The new rules essentially undermine the business model of VPN providers, requiring them to log customer contact information (including names, email addresses, and IP addresses), store it for five years, and provide it to the government upon request under a legal agreement. investigation. Some VPN providers have customers in India connecting to servers outside the country in the future, while others have considered pulling their business out of the country entirely.
‘Non-compliant’ VPN providers kicked out of country by Minister of State
The new rules were first proposed on April 26. Minister of State for Electronics, Information and Technology Rajeev Chandrashekhar has bluntly warned VPN providers that they should either comply with the terms or leave the country. It seems most of the big names, at a minimum, have opted to pull physical servers out of the country in response.
The laws represent what is likely an unacceptable invasion of privacy for customers of VPN providers, who pay for the service primarily for absolute protection from snooping by governments and adtech companies. A government backdoor essentially defeats the purpose of subscription, especially when records must be retained even after the customer has canceled the service.
India has approximately 270 million VPN customers and the market is valued at over $30 billion; VPN providers naturally don’t want to give it up completely. ExpressVPN, one of the largest providers in the world, has already announced that it is taking an approach that others are likely to follow: it will simply remove all servers from India and route those customers to other servers located in Singapore and the UK. The new servers will assign Indian IP addresses to affected customers so they won’t have any issues with domestic services or websites.
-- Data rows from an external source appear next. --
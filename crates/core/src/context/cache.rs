//! `cache` context handler

use super::ContextHandler;
use crate::errors::{LimarError, Result};
use crate::manifest::item::{CacheConfig, ItemSet, Retention, SharedItem};
use crate::manifest::walker::ContextFrame;
use indexmap::IndexMap;

/// Attaches cache behaviour to items from the nearest enclosing options
///
/// `enabled`/`disabled` are read from the nearest context declaring either
/// (`disabled` outranks `enabled` within one context); `retention` from the
/// nearest context declaring it. At exit-manifest a command's cacheability
/// is AND-combined over its transitive dependencies: caching a result whose
/// inputs cannot be cached would never be invalidated correctly.
#[derive(Default)]
pub struct Cache;

impl ContextHandler for Cache {
    fn context_type(&self) -> &'static str {
        "cache"
    }

    fn on_declare_item(&mut self, contexts: &[ContextFrame], item: &SharedItem) -> Result<()> {
        let enabled = contexts
            .iter()
            .rev()
            .find(|frame| frame.has_opt("enabled") || frame.has_opt("disabled"))
            .map(|frame| !frame.has_opt("disabled"))
            .unwrap_or(true);

        let retention = contexts
            .iter()
            .rev()
            .find_map(|frame| frame.opt("retention"))
            .map(str::parse::<Retention>)
            .transpose()?
            .unwrap_or_default();

        item.borrow_mut().cache = Some(CacheConfig { enabled, retention });
        Ok(())
    }

    fn on_exit_manifest(
        &mut self,
        items: &ItemSet,
        _item_sets: &IndexMap<String, ItemSet>,
    ) -> Result<()> {
        for item in items.values() {
            let transitive_dependencies = {
                let item = item.borrow();
                match (&item.command, &item.cache) {
                    (Some(command), Some(_)) => command.transitive_dependencies.clone(),
                    _ => continue,
                }
            };

            let all_deps_cacheable = transitive_dependencies.iter().all(|dep_ref| {
                items
                    .get(dep_ref)
                    .ok_or(())
                    .and_then(|dep| {
                        dep.borrow()
                            .cache
                            .as_ref()
                            .map(|cache| cache.enabled)
                            .ok_or(())
                    })
                    .unwrap_or(false)
            });

            if !all_deps_cacheable {
                let mut item = item.borrow_mut();
                let cache = item.cache.as_mut().ok_or_else(|| {
                    LimarError::internal("cache config vanished during finalisation")
                })?;
                cache.enabled = false;
            }
        }
        Ok(())
    }
}

#[cfg(test)]
mod tests {
    use super::*;
    use crate::context::command::{CommandContext, QueryType};
    use crate::manifest::parser::parse;
    use crate::manifest::Walker;

    fn handlers() -> Vec<Box<dyn ContextHandler>> {
        vec![
            Box::new(CommandContext::command()),
            Box::new(CommandContext::query()),
            Box::new(QueryType),
            Box::new(Cache),
        ]
    }

    #[test]
    fn test_nearest_options_win() -> anyhow::Result<()> {
        let manifest = "\
@cache (enabled, retention: session) {
  a
  @cache (disabled) {
    b
  }
  @cache (retention: batch) {
    c
  }
}
";
        let output = Walker::new(handlers()).walk(&parse(manifest)?)?;

        let a = output.items["a"].borrow();
        assert_eq!(
            a.cache,
            Some(CacheConfig {
                enabled: true,
                retention: Retention::Session
            })
        );

        let b = output.items["b"].borrow();
        assert!(!b.cache.as_ref().unwrap().enabled);

        let c = output.items["c"].borrow();
        assert_eq!(c.cache.as_ref().unwrap().retention, Retention::Batch);
        assert!(c.cache.as_ref().unwrap().enabled);
        Ok(())
    }

    #[test]
    fn test_uncacheable_dependency_disables_dependants() -> anyhow::Result<()> {
        let manifest = "\
@cache (disabled) {
  @query (command: \"echo base\", parse: .) {
    base
  }
}
@cache (enabled) {
  @query (command: \"echo {{ command.run_refs(base) : . }}\", parse: .) {
    dependant
  }
}
";
        let output = Walker::new(handlers()).walk(&parse(manifest)?)?;

        assert!(!output.items["base"].borrow().cache.as_ref().unwrap().enabled);
        assert!(
            !output.items["dependant"]
                .borrow()
                .cache
                .as_ref()
                .unwrap()
                .enabled
        );
        Ok(())
    }

    #[test]
    fn test_unknown_retention_fails() -> anyhow::Result<()> {
        let walker = Walker::new(handlers());
        assert!(walker
            .walk(&parse("@cache (retention: forever) {\n  a\n}\n")?)
            .is_err());
        Ok(())
    }
}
NordVPN also recently announced a similar plan; the company previously released a statement saying that since it is headquartered outside the country, it has no obligation to comply with the new rules if it has no physical presence there. SurfShark also announced that it will remove all physical servers from India by June 27 and, like ExpressVPN, it will route customers through Singapore and the UK instead.
In addition to privacy impact, VPN providers note data breach risks from forced customer logging
SurfShark also pointed out that the Indian government’s new rules impose an additional risk of data breaches, and it may not even take outside hackers to exploit it. The country has had problems with government insiders who have been guilty of access to personal data, the most prominent example being the breach of its Aadhaar biometric identification system in 2018.
ExpressVPN noted that it does not log user contact information and has no internal process in place for this, storing the necessary information in RAM which is immediately flushed after user sessions. Some VPN companies would have to implement an entirely new process just to comply with Indian regulations, likely introducing internal vulnerabilities into the process.
SurfShark notes that since 2004, when the concept of large-scale internet data breaches became a phenomenon, of the 14.9 billion accounts whose credentials have been leaked, about one in six belong to someone in India. While some of the larger VPN providers may simply shift Indian traffic to another country, others may ditch the country altogether and leave its residents with reduced options for protecting themselves online.
It remains to be seen how much pressure the Indian government will put on VPN providers who have chosen to take down the servers but continue to do business in the country via virtual Indian IP addresses. CERT-In has released an update stating that the new rules apply to VPN providers serving Indian customers even if the connection is made outside the country. But while the government is free to make statements of this nature, enforcing them is another matter. There are few practical options other than the extremes that would likely generate a huge public backlash, such as banning VPN providers from doing business in the country or criminalizing service users who route traffic overseas to evade the logging requirements.
The new rules are prompting a backlash not only from trade groups (such as the Information Technology Industry Council), but may also draw ire from international privacy organizations given that launchers alert, journalists and human rights activists often use VPN providers to protect themselves. on line. The Modi government has previously come under fire from these groups for an assortment of issues, from intimidating journalists to using the Pegasus spyware to target critics.